Now, the doctors send their lessons to the central computer to build the "Super Doctor."

  • The Old Teacher said: "Doctor C, you have 10,000 patients, so your vote counts 10,000 times."
  • The New Teacher (DA-FL) says: "Doctor C, you have 10,000 patients, but only 10 are diabetic. Your vote on diabetes is weak. Doctor B, you only have 100 patients, but 50 are diabetic. Your vote counts 50 times more!"

The new teacher calculates a "Minority Amplification Factor." It's like a volume knob.

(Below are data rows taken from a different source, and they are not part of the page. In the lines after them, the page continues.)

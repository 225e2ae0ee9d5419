use crate::domain::{ThemeId, ThemeRecord};
use anyhow::Result;
use chrono::{DateTime, Utc};

/// Context provided to render hooks
#[derive(Debug, Clone)]
pub struct RenderContext {
    pub theme_id: ThemeId,
    pub record: ThemeRecord,
    pub applied_at: DateTime<Utc>,
}

/// Trait for collaborators that repaint the calendar when the active theme changes
pub trait RenderHook: Send + Sync {
    /// Called after the active theme record has been written to local storage
    fn on_theme_applied(&self, context: &RenderContext) -> Result<()>;

    /// Called after the active theme has been removed
    fn on_theme_cleared(&self) -> Result<()> {
        Ok(())
    }

    /// Human-readable name for this hook
    fn name(&self) -> &str;

    /// Whether this hook should be enabled by default
    fn enabled_by_default(&self) -> bool {
        true
    }
}

/// Registry for managing render hooks
pub struct HookRegistry {
    hooks: Vec<Box<dyn RenderHook>>,
}

impl HookRegistry {
    pub fn new() -> Self {
        Self { hooks: Vec::new() }
    }

    /// Register a new render hook
    pub fn register<H>(&mut self, hook: H)
    where
        H: RenderHook + 'static,
    {
        self.hooks.push(Box::new(hook));
    }

    /// Register every hook that is on by default
    pub fn register_defaults<I>(&mut self, hooks: I)
    where
        I: IntoIterator<Item = Box<dyn RenderHook>>,
    {
        self.hooks
            .extend(hooks.into_iter().filter(|h| h.enabled_by_default()));
    }

    /// Notify all hooks of a newly applied theme
    pub fn execute_render_hooks(&self, context: &RenderContext) {
        for hook in &self.hooks {
            if let Err(e) = hook.on_theme_applied(context) {
                // a failing renderer must not block the others
                log::warn!("Hook '{}' failed: {:#}", hook.name(), e);
            }
        }
    }

    /// Notify all hooks that no theme is active anymore
    pub fn execute_clear_hooks(&self) {
        for hook in &self.hooks {
            if let Err(e) = hook.on_theme_cleared() {
                log::warn!("Hook '{}' failed: {:#}", hook.name(), e);
            }
        }
    }

    /// List all registered hooks
    pub fn list_hooks(&self) -> Vec<&str> {
        self.hooks.iter().map(|h| h.name()).collect()
    }
}

impl Default for HookRegistry {
    fn default() -> Self {
        Self::new()
    }
}
use crate::application::Config;
use crate::domain::{
    CalendarPage, Pattern, RegistryError, Session, Theme, ThemeId, ThemeRegistry, Thresholds,
};
use crate::infrastructure::{
    ActivityLogHook, DuckDbStore, HookRegistry, KeyValueStore, RenderHook,
};
use anyhow::{Context, Result, anyhow};

/// Outcome of classifying one contribution count.
#[derive(Debug, Clone, PartialEq)]
pub struct Classification {
    pub theme_id: ThemeId,
    pub bucket: usize,
    pub pattern: Option<Pattern>,
}

pub struct ThemeApp {
    registry: ThemeRegistry,
    session: Session,
    config: Config,
}

impl ThemeApp {
    pub fn new() -> Result<Self> {
        Self::with_default_plugins(Config::from_env())
    }

    pub fn with_default_plugins(config: Config) -> Result<Self> {
        // Set up hook registry with default plugins
        let mut hooks = HookRegistry::new();
        hooks.register_defaults([
            Box::new(ActivityLogHook::new(config.activity_log.clone())) as Box<dyn RenderHook>,
        ]);
        log::debug!("render hooks: {:?}", hooks.list_hooks());

        let store = Self::open_store(&config)?;
        Self::with_store(config, Box::new(store), hooks)
    }

    pub fn without_plugins(config: Config) -> Result<Self> {
        let store = Self::open_store(&config)?;
        Self::with_store(config, Box::new(store), HookRegistry::new())
    }

    pub fn with_store(
        config: Config,
        store: Box<dyn KeyValueStore>,
        hooks: HookRegistry,
    ) -> Result<Self> {
        let registry = ThemeRegistry::load_with_hooks(store, hooks)?;
        let session = Session::new(config.asset_base_url.clone());

        Ok(Self {
            registry,
            session,
            config,
        })
    }

    fn open_store(config: &Config) -> Result<DuckDbStore> {
        std::fs::create_dir_all(&config.data_dir).with_context(|| {
            format!("Failed to create data directory {}", config.data_dir.display())
        })?;
        DuckDbStore::new(&config.db_path)
    }

    pub fn config(&self) -> &Config {
        &self.config
    }

    pub fn registry(&self) -> &ThemeRegistry {
        &self.registry
    }

    pub fn registry_mut(&mut self) -> &mut ThemeRegistry {
        &mut self.registry
    }

    fn theme(&self, id: ThemeId) -> Result<&Theme> {
        self.registry
            .get(id)
            .ok_or_else(|| RegistryError::UnknownTheme(id).into())
    }

    pub fn detect(&mut self, page: &dyn CalendarPage) -> Result<Thresholds> {
        Ok(self.session.detect_thresholds(page)?.clone())
    }

    /// Classify `count` with the given theme, or the selected one. When a page
    /// is given its thresholds are detected first.
    pub fn classify(
        &mut self,
        count: u32,
        theme_id: Option<ThemeId>,
        page: Option<&dyn CalendarPage>,
    ) -> Result<Classification> {
        if let Some(page) = page {
            self.session.detect_thresholds(page)?;
        }

        let theme_id = theme_id
            .or(self.registry.selected_id())
            .ok_or_else(|| anyhow!("No theme given and none selected"))?;
        let theme = self.theme(theme_id)?;

        let bucket = self.session.classify(theme, count)?;
        let pattern = self.session.bucket_pattern(theme, count)?.cloned();

        Ok(Classification {
            theme_id,
            bucket,
            pattern,
        })
    }

    pub fn poster_url(&mut self, id: ThemeId) -> Result<Option<String>> {
        let theme = self
            .registry
            .get(id)
            .ok_or(RegistryError::UnknownTheme(id))?;
        self.session.resolve_poster(theme, &self.registry.assets())
    }

    /// Wipe all stored data and session caches.
    pub fn reset(&mut self) -> Result<()> {
        self.registry.clear()?;
        self.session.reset();
        Ok(())
    }
}

#[cfg(test)]
mod tests {
    use super::*;
    use crate::domain::detection::tests::FakePage;
    use crate::domain::{ClassifyError, ThemeKind};
    use crate::infrastructure::MemoryStore;
    use tempfile::TempDir;

    fn memory_app() -> ThemeApp {
        let config = Config::with_data_dir("/unused", "https://assets.example");
        ThemeApp::with_store(config, Box::new(MemoryStore::new()), HookRegistry::new()).unwrap()
    }

    #[test]
    fn test_classify_needs_a_theme() {
        let mut app = memory_app();
        assert!(app.classify(3, None, None).is_err());
    }

    #[test]
    fn test_classify_detects_from_page() {
        let mut app = memory_app();
        app.registry_mut().select(1).unwrap();

        let err = app.classify(3, None, None).unwrap_err();
        assert_eq!(err.downcast_ref::<ClassifyError>(), Some(&ClassifyError::NotReady));

        let page = FakePage::github();
        let result = app.classify(5, None, Some(&page)).unwrap();
        assert_eq!(result.theme_id, 1);
        assert_eq!(result.bucket, 2);
        assert_eq!(result.pattern.unwrap().as_str(), "#7bc96f");

        // detection is cached for the rest of the session
        app.classify(0, Some(2), Some(&page)).unwrap();
        assert_eq!(page.scans.get(), 1);
    }

    #[test]
    fn test_poster_url_for_bundled_image() {
        let mut app = memory_app();
        let poster = app
            .registry()
            .themes()
            .iter()
            .find(|t| t.kind() == ThemeKind::Poster)
            .and_then(Theme::id)
            .unwrap();

        assert_eq!(
            app.poster_url(poster).unwrap().as_deref(),
            Some("https://assets.example/images/posters/starry-night.jpg")
        );
        assert_eq!(app.poster_url(1).unwrap(), None);
        assert!(app.poster_url(999).is_err());
    }

    #[test]
    fn test_default_plugins_log_selection() {
        let dir = TempDir::new().unwrap();
        let config = Config::with_data_dir(dir.path().join("data"), "https://assets.example");
        let log_path = config.activity_log.clone();

        let mut app = ThemeApp::with_default_plugins(config).unwrap();
        app.registry_mut().select(4).unwrap();

        let log = std::fs::read_to_string(log_path).unwrap();
        assert!(log.contains("Theme applied: #4 \"Solemn\" (chroma)"));
    }

    #[test]
    fn test_reset_reseeds_on_next_open() {
        let dir = TempDir::new().unwrap();
        let data_dir = dir.path().join("data");

        {
            let mut app =
                ThemeApp::without_plugins(Config::with_data_dir(&data_dir, "x")).unwrap();
            app.registry_mut().add_default().unwrap();
            app.reset().unwrap();
            assert!(app.registry().themes().is_empty());
        }

        let app = ThemeApp::without_plugins(Config::with_data_dir(&data_dir, "x")).unwrap();
        assert_eq!(app.registry().themes().len(), 7);
        assert_eq!(app.registry().next_id(), 8);
    }
}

  • If a doctor has very few diabetic patients, the teacher turns their volume down (so they don't drown out the others with "No diabetes" noise).
  • If a doctor has many diabetic patients, the teacher turns their volume up (so their experience with the disease is heard clearly).

Why This Matters

The paper tested this on a massive dataset of over 230,000 health records. Here is what happened:

  • Stability: The old method was like a rollercoaster. One day the Super Doctor was great, the next day it was useless. The new method (DA-FL) was like a smooth train ride—consistent and reliable every single time.
  • Accuracy: The new method was 31 times more stable than the old one.
  • Saving Lives: Most importantly, the new method was much better at catching the "minority" (the diabetic patients). It didn't just guess "healthy" to get a high score; it actually found the sick people.

The Bottom Line

This paper solves a problem where big data usually wins over rare data. In a world where we can't share private medical records, DA-FL ensures that the "Super Doctor" doesn't just become an expert on the majority. Instead, it becomes an expert on everyone, especially the vulnerable minority who need the most help.

It's like changing a classroom rule from "The student with the most homework gets the most credit" to "The student who solves the hardest problems gets the most credit." This way, the rare and difficult cases (like diabetes) get the attention they deserve.